Records from a data source:
##############################
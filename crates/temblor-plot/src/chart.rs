//! Magnitude-over-time chart.

use std::path::Path;

use chrono::{DateTime, TimeDelta, Utc};
use plotters::prelude::*;
use temblor_types::Quake;
use thiserror::Error;

/// Errors that can occur during chart rendering.
#[derive(Error, Debug)]
pub enum PlotError {
    /// Nothing to plot: the list is empty or every magnitude is unknown.
    #[error("No plottable events")]
    NoData,

    /// The drawing backend failed.
    #[error("Chart rendering failed: {0}")]
    Backend(String),
}

/// Extracts the chronological `(time, magnitude)` series from a list.
///
/// Events with unknown magnitude are omitted: they cannot be placed on
/// the magnitude axis. The input order does not matter; the series is
/// sorted by time.
#[must_use]
pub fn series_points(quakes: &[Quake]) -> Vec<(DateTime<Utc>, f64)> {
    let mut points: Vec<_> = quakes
        .iter()
        .filter_map(|q| q.magnitude.map(|m| (q.time, m)))
        .collect();
    points.sort_by_key(|&(time, _)| time);
    points
}

/// Magnitude-over-time chart configuration.
#[derive(Debug, Clone)]
pub struct MagnitudeChart {
    /// Chart title.
    pub title: String,
    /// Output width in pixels.
    pub width: u32,
    /// Output height in pixels.
    pub height: u32,
}

impl Default for MagnitudeChart {
    fn default() -> Self {
        Self {
            title: "Earthquake magnitude over time".to_string(),
            width: 1024,
            height: 576,
        }
    }
}

impl MagnitudeChart {
    /// Creates a chart with the given title and default dimensions.
    #[must_use]
    pub fn new(title: impl Into<String>) -> Self {
        Self {
            title: title.into(),
            ..Self::default()
        }
    }

    /// Sets the output dimensions in pixels.
    #[must_use]
    pub const fn with_size(mut self, width: u32, height: u32) -> Self {
        self.width = width;
        self.height = height;
        self
    }

    /// Renders the list to `path` as an SVG chart.
    ///
    /// The list is re-sorted chronologically for readability; ranking
    /// order is a display concern of the text output.
    ///
    /// # Errors
    ///
    /// Returns [`PlotError::NoData`] when no event carries a magnitude,
    /// or [`PlotError::Backend`] when drawing fails.
    pub fn render(&self, quakes: &[Quake], path: &Path) -> Result<(), PlotError> {
        let points = series_points(quakes);
        if points.is_empty() {
            return Err(PlotError::NoData);
        }

        let (t_min, t_max) = time_bounds(&points);
        let (m_min, m_max) = magnitude_bounds(&points);

        let root = SVGBackend::new(path, (self.width, self.height)).into_drawing_area();
        root.fill(&WHITE).map_err(to_backend)?;

        let mut chart = ChartBuilder::on(&root)
            .caption(&self.title, ("sans-serif", 24))
            .margin(16)
            .x_label_area_size(44)
            .y_label_area_size(48)
            .build_cartesian_2d(t_min..t_max, m_min..m_max)
            .map_err(to_backend)?;

        chart
            .configure_mesh()
            .x_labels(8)
            .x_label_formatter(&|t: &DateTime<Utc>| t.format("%m-%d %H:%M").to_string())
            .x_desc("Time (UTC)")
            .y_desc("Magnitude")
            .draw()
            .map_err(to_backend)?;

        chart
            .draw_series(LineSeries::new(points.iter().copied(), &BLUE))
            .map_err(to_backend)?;
        chart
            .draw_series(
                points
                    .iter()
                    .map(|&(time, mag)| Circle::new((time, mag), 3, BLUE.filled())),
            )
            .map_err(to_backend)?;

        root.present().map_err(to_backend)?;
        Ok(())
    }
}

/// Time axis bounds. A single-point series is widened so the axis has
/// a non-zero span.
fn time_bounds(points: &[(DateTime<Utc>, f64)]) -> (DateTime<Utc>, DateTime<Utc>) {
    let first = points[0].0;
    let last = points[points.len() - 1].0;
    if first == last {
        (first - TimeDelta::minutes(30), last + TimeDelta::minutes(30))
    } else {
        (first, last)
    }
}

/// Magnitude axis bounds, padded around the observed range.
fn magnitude_bounds(points: &[(DateTime<Utc>, f64)]) -> (f64, f64) {
    let mut min = f64::INFINITY;
    let mut max = f64::NEG_INFINITY;
    for &(_, mag) in points {
        min = min.min(mag);
        max = max.max(mag);
    }
    (min - 0.5, max + 0.5)
}

/// Stringifies a backend error; the drawing error types are generic
/// over the backend and not worth threading through the public API.
fn to_backend<E: std::fmt::Display>(err: E) -> PlotError {
    PlotError::Backend(err.to_string())
}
##############################
# WORK ORDER
Scan the entries above for lines with "Debug" in them, then report how many there are as a plain number.

# ANSWER FOR THE TASK
2